=== THE PROBLEM ===
Line count for the string "messages" in the records below: report that figure and nothing else.

Saved entries
********

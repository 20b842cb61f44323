use std::fmt::{self, Debug};

use listing_bot_backend::CityRecord;
use tokio::sync::{mpsc, oneshot};
use tokio::time::sleep;

use super::{ChatSnapshot, ChatState};
use crate::backend_client::BackendResult;
use crate::dispatcher;
use crate::message::Message;

#[derive(Clone, Copy, Debug, Default, PartialEq, Eq)]
pub(super) enum ControllerStage {
    #[default]
    Idle,
    Typing,
    LookingUp,
}

pub(super) enum Command {
    Open,
    Close,
    Input(String),
    SelectCategory(String),
    Snapshot(oneshot::Sender<ChatSnapshot>),
    Typed {
        generation: u64,
        input: String,
    },
    CitiesFetched {
        generation: u64,
        result: BackendResult<Vec<CityRecord>>,
    },
    LookupFinished {
        generation: u64,
        message: Message,
    },
    TaskEnded(u64),
}

impl Debug for Command {
    fn fmt(&self, f: &mut fmt::Formatter<'_>) -> fmt::Result {
        match self {
            Command::Open => f.write_str("Open"),
            Command::Close => f.write_str("Close"),
            Command::Input(input) => f.debug_tuple("Input").field(input).finish(),
            Command::SelectCategory(id) => {
                f.debug_tuple("SelectCategory").field(id).finish()
            }
            Command::Snapshot(_) => f.write_str("Snapshot"),
            Command::Typed { generation, input } => f
                .debug_struct("Typed")
                .field("generation", generation)
                .field("input", input)
                .finish(),
            Command::CitiesFetched { generation, result } => f
                .debug_struct("CitiesFetched")
                .field("generation", generation)
                .field("ok", &result.is_ok())
                .finish(),
            Command::LookupFinished {
                generation,
                message,
            } => f
                .debug_struct("LookupFinished")
                .field("generation", generation)
                .field("message", &message.text())
                .finish(),
            Command::TaskEnded(id) => f.debug_tuple("TaskEnded").field(id).finish(),
        }
    }
}

pub(super) async fn run_chat(
    mut state: ChatState,
    mut cmd_rx: mpsc::UnboundedReceiver<Command>,
) {
    debug!("started");
    // Tasks only hold weak senders, so this ends with the last `Chat`.
    while let Some(cmd) = cmd_rx.recv().await {
        trace!("received command: {cmd:?}");
        state.handle(cmd);
    }
    debug!("will terminate");
}

impl ChatState {
    fn handle(&mut self, cmd: Command) {
        match cmd {
            Command::Open => {
                self.start_generation();
                if let Some(greeting) = self.flow.store().messages().first() {
                    self.notify(greeting);
                }
                self.process_next_input();
            }
            Command::Close => {
                self.start_generation();
                self.process_next_input();
            }
            Command::Input(input) => self.enqueue_user_input(input),
            Command::SelectCategory(id) => {
                match self.flow.catalog().find_by_id(&id) {
                    Some(category) => {
                        let name = category.name.clone();
                        self.enqueue_user_input(name);
                    }
                    None => {
                        warn!("unknown category: {id}");
                        self.process_next_input();
                    }
                }
            }
            Command::Snapshot(tx) => {
                tx.send(self.snapshot()).ok();
            }
            Command::Typed { generation, input } => {
                if self.is_current(generation) {
                    self.respond(&input);
                }
            }
            Command::CitiesFetched { generation, result } => {
                if self.is_current(generation) {
                    self.fetching_cities = false;
                    // Failures were logged by the client; unmatched cities
                    // fall back to free text until a later fetch succeeds.
                    if let Ok(cities) = result {
                        self.flow.cache_cities(cities);
                    }
                }
            }
            Command::LookupFinished {
                generation,
                message,
            } => {
                if self.is_current(generation) {
                    self.flow.finish_lookup(message.clone());
                    self.notify(&message);
                    self.current_stage = ControllerStage::Idle;
                    self.process_next_input();
                }
            }
            Command::TaskEnded(id) => {
                // Aborted tasks have already been removed.
                self.running_tasks.remove(&id);
            }
        }
    }

    fn enqueue_user_input(&mut self, input: String) {
        if self.current_stage != ControllerStage::Idle {
            // Handle it later, when the current reply or lookup is done.
            self.pending_inputs.push_back(input);
            return;
        }
        self.process_input_checked(input);
    }

    fn process_next_input(&mut self) {
        if self.current_stage != ControllerStage::Idle {
            return;
        }
        if let Some(input) = self.pending_inputs.pop_front() {
            self.process_input_checked(input);
        } else if let Some(on_idle) = &self.on_idle {
            on_idle();
        }
    }

    /// Process the input string, assuming the stage is checked.
    fn process_input_checked(&mut self, input: String) {
        let Some(message) = self.flow.push_user(&input) else {
            trace!("ignored a blank input");
            self.process_next_input();
            return;
        };
        self.notify(&message);

        if self.typing_delay.is_zero() {
            self.respond(&input);
            return;
        }

        self.current_stage = ControllerStage::Typing;
        let delay = self.typing_delay;
        let generation = self.generation;
        let cmd_tx = self.cmd_tx.clone();
        self.spawn_task(async move {
            sleep(delay).await;
            if let Some(cmd_tx) = cmd_tx.upgrade() {
                cmd_tx.send(Command::Typed { generation, input }).ok();
            }
        });
    }

    fn respond(&mut self, input: &str) {
        let advance = self.flow.advance(input);
        for reply in &advance.replies {
            self.notify(reply);
        }
        if advance.fetch_cities {
            self.fetch_cities();
        }

        if let Some(req) = advance.lookup {
            self.current_stage = ControllerStage::LookingUp;
            let backend = self.backend.clone();
            let generation = self.generation;
            let cmd_tx = self.cmd_tx.clone();
            self.spawn_task(async move {
                let message = dispatcher::dispatch(&backend, req).await;
                if let Some(cmd_tx) = cmd_tx.upgrade() {
                    cmd_tx
                        .send(Command::LookupFinished {
                            generation,
                            message,
                        })
                        .ok();
                }
            });
            return;
        }

        self.current_stage = ControllerStage::Idle;
        self.process_next_input();
    }

    fn fetch_cities(&mut self) {
        if self.fetching_cities {
            return;
        }
        self.fetching_cities = true;

        let backend = self.backend.clone();
        let generation = self.generation;
        let cmd_tx = self.cmd_tx.clone();
        self.spawn_task(async move {
            let result = backend.fetch_cities().await;
            if let Some(cmd_tx) = cmd_tx.upgrade() {
                cmd_tx
                    .send(Command::CitiesFetched { generation, result })
                    .ok();
            }
        });
    }

    /// Cancels everything in flight and resets the conversation.
    fn start_generation(&mut self) {
        self.generation += 1;
        debug!(
            "generation {}, aborting {} tasks",
            self.generation,
            self.running_tasks.len()
        );
        self.abort_tasks();
        self.pending_inputs.clear();
        self.fetching_cities = false;
        self.current_stage = ControllerStage::Idle;
        self.flow.reset();
    }

    fn is_current(&self, generation: u64) -> bool {
        let current = generation == self.generation;
        if !current {
            debug!("discard a result from generation {generation}");
        }
        current
    }

    fn spawn_task<F>(&mut self, fut: F)
    where
        F: Future<Output = ()> + Send + 'static,
    {
        let task_id = self.next_task_id;
        self.next_task_id += 1;

        let cmd_tx = self.cmd_tx.clone();
        let task = tokio::spawn(async move {
            fut.await;
            if let Some(cmd_tx) = cmd_tx.upgrade() {
                cmd_tx.send(Command::TaskEnded(task_id)).ok();
            }
        });
        self.running_tasks.insert(task_id, task);
    }

    fn abort_tasks(&mut self) {
        for (_, task) in self.running_tasks.drain() {
            task.abort();
        }
    }

    fn notify(&self, message: &Message) {
        if let Some(on_message) = &self.on_message {
            on_message(message);
        }
    }

    fn snapshot(&self) -> ChatSnapshot {
        let store = self.flow.store();
        ChatSnapshot {
            messages: store.messages().to_vec(),
            selection: store.selection().clone(),
            stage: store.stage(),
            cities_loaded: self.flow.has_cities(),
        }
    }
}

impl Drop for ChatState {
    fn drop(&mut self) {
        self.abort_tasks();
    }
}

********

=== RESULT OF THIS TASK ===
2